Sequence of calls to sqrt() is not vectorized. I found Bug 21466 that claims that it was fixed in GCC 4.3, but looks that change was reverted - at least 4.4.7 it also is not vectorized. I suspect that after that change errors were not reported correctly - non-vectorized code uses sqrtsd, and for negative numbers it also calls sqrt for its side effects. I wrote following code snippet as a possible solution for SSE instructions. I did not check all details how errors should be reported for sequence of sqrt calls, so it may need some changes. #include <emmintrin.h> #include <math.h> #define SIZE 8 double d1[SIZE]; double d2[SIZE]; void test() { int m = 0; for (int n = 0; n < SIZE; n += 2) { __m128d v = _mm_load_pd(&d1[n]); __m128d vs = _mm_sqrt_pd(v); __m128d vn = _mm_cmplt_pd(v, _mm_setzero_pd()); m |= _mm_movemask_pd(vn); _mm_store_pd(&d2[n], vs); } if (m) sqrt(-1.0); }
I think there are patches which turn -fmath-errno off by default floating around. It might have gone into the GCC trunk sources already.
I checked that godbolt.org uses g++ (GCC-Explorer-Build) 9.0.0 20181110 (experimental). This version does not have such patch merged. Anyway, code compiled with -fmath-errno enabled would benefit from vectorization if it can be done.
We can't vectorize sqrt () here unless we know nobody looks at errno later.
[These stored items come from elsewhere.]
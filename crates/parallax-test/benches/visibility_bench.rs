//! Benchmarks for layout passes

use criterion::{black_box, criterion_group, criterion_main, Criterion};

use parallax_state::PageSetup;
use parallax_visibility::{visible_fraction, PageLayout, Rect, VisibilityBank, Viewport};

fn bench_visible_fraction(c: &mut Criterion) {
    let viewport = Viewport::new(1280.0, 800.0).scrolled_to(400.0);
    let section = Rect::band(800.0, 1600.0, 1280.0);

    c.bench_function("visible_fraction", |b| {
        b.iter(|| black_box(visible_fraction(black_box(&section), &viewport)))
    });
}

fn bench_layout_pass(c: &mut Criterion) {
    let page = PageSetup::jacket();
    let mut bank = VisibilityBank::new(page.sections());
    let ids: Vec<_> = page.sections().iter().map(|d| d.id.clone()).collect();
    let layout = PageLayout::stacked(&ids, 800.0, 800.0, 1280.0);
    let mut viewport = Viewport::new(1280.0, 800.0);

    c.bench_function("layout_pass", |b| {
        let mut y = 0.0f32;
        b.iter(|| {
            y = (y + 13.0) % 4000.0;
            viewport.scroll_to(y);
            black_box(bank.observe(&viewport, &layout))
        })
    });
}

criterion_group!(benches, bench_visible_fraction, bench_layout_pass);
criterion_main!(benches);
I checked man page for errno and it has following sencence: "Valid error numbers are all nonzero; errno is never set to zero by any system call or library function." This means that code like mine from Comment 0 should do the trick: it checks for negative values for all processed values, stores status in temporary variable, and calls sqrt(-1) once at the end if one of these values was negative. I have created small benchmark: [code] #include <benchmark/benchmark.h> #include <math.h> #include <emmintrin.h> #define SIZE 160 double src[SIZE]; double dest[SIZE]; static void BM_sqrt(benchmark::State& state) { for (auto _ : state) { for (int n = 0; n < SIZE; ++n) dest[n] = sqrt(src[n]); benchmark::ClobberMemory(); } } // Register the function as a benchmark BENCHMARK(BM_sqrt); static void BM_sse_sqrt_errno(benchmark::State& state) { for (auto _ : state) { int m = 0; for (int n = 0; n < SIZE; n += 2) { __m128d v = _mm_load_pd(&src[n]); __m128d vs = _mm_sqrt_pd(v); __m128d vn = _mm_cmplt_pd(v, _mm_setzero_pd()); m |= _mm_movemask_pd(vn); _mm_store_pd(&dest[n], vs); } if (m) sqrt(-1.0); benchmark::ClobberMemory(); } } // Register the function as a benchmark BENCHMARK(BM_sse_sqrt_errno); static void BM_sse_sqrt(benchmark::State& state) { for (auto _ : state) { for (int n = 0; n < SIZE; n += 2) { __m128d v = _mm_load_pd(&src[n]); __m128d vs = _mm_sqrt_pd(v); _mm_store_pd(&dest[n], vs); } benchmark::ClobberMemory(); } } // Register the function as a benchmark BENCHMARK(BM_sse_sqrt); BENCHMARK_MAIN(); [/code] This code was compiled using gcc 4.8.5, with following options: g++ -std=c++11 -o test test.cc -O3 -I/benchmark/include/ -L/benchmark/lib/ -lbenchmark Results for SIZE = 16 (loops unrolled): --------------------------------------------------------- Benchmark Time CPU Iterations --------------------------------------------------------- BM_sqrt 86 ns 86 ns 7188074 BM_sse_sqrt_errno 15 ns 15 ns 48084834 BM_sse_sqrt 15 ns 15 ns 47797778 Results for SIZE = 160 (loops not unrolled): --------------------------------------------------------- Benchmark Time CPU Iterations --------------------------------------------------------- BM_sqrt 995 ns 995 ns 839866 BM_sse_sqrt_errno 156 ns 156 ns 4348870 BM_sse_sqrt 144 ns 144 ns 4549107 As you can see, results for BM_sse_sqrt_errno are much better than BM_sqrt and close to BM_sse_sqrt. If optimization implemented in BM_sse_sqrt_errno satisfies error handling requirements for sqrt(), it is definitely worth implementing in gcc.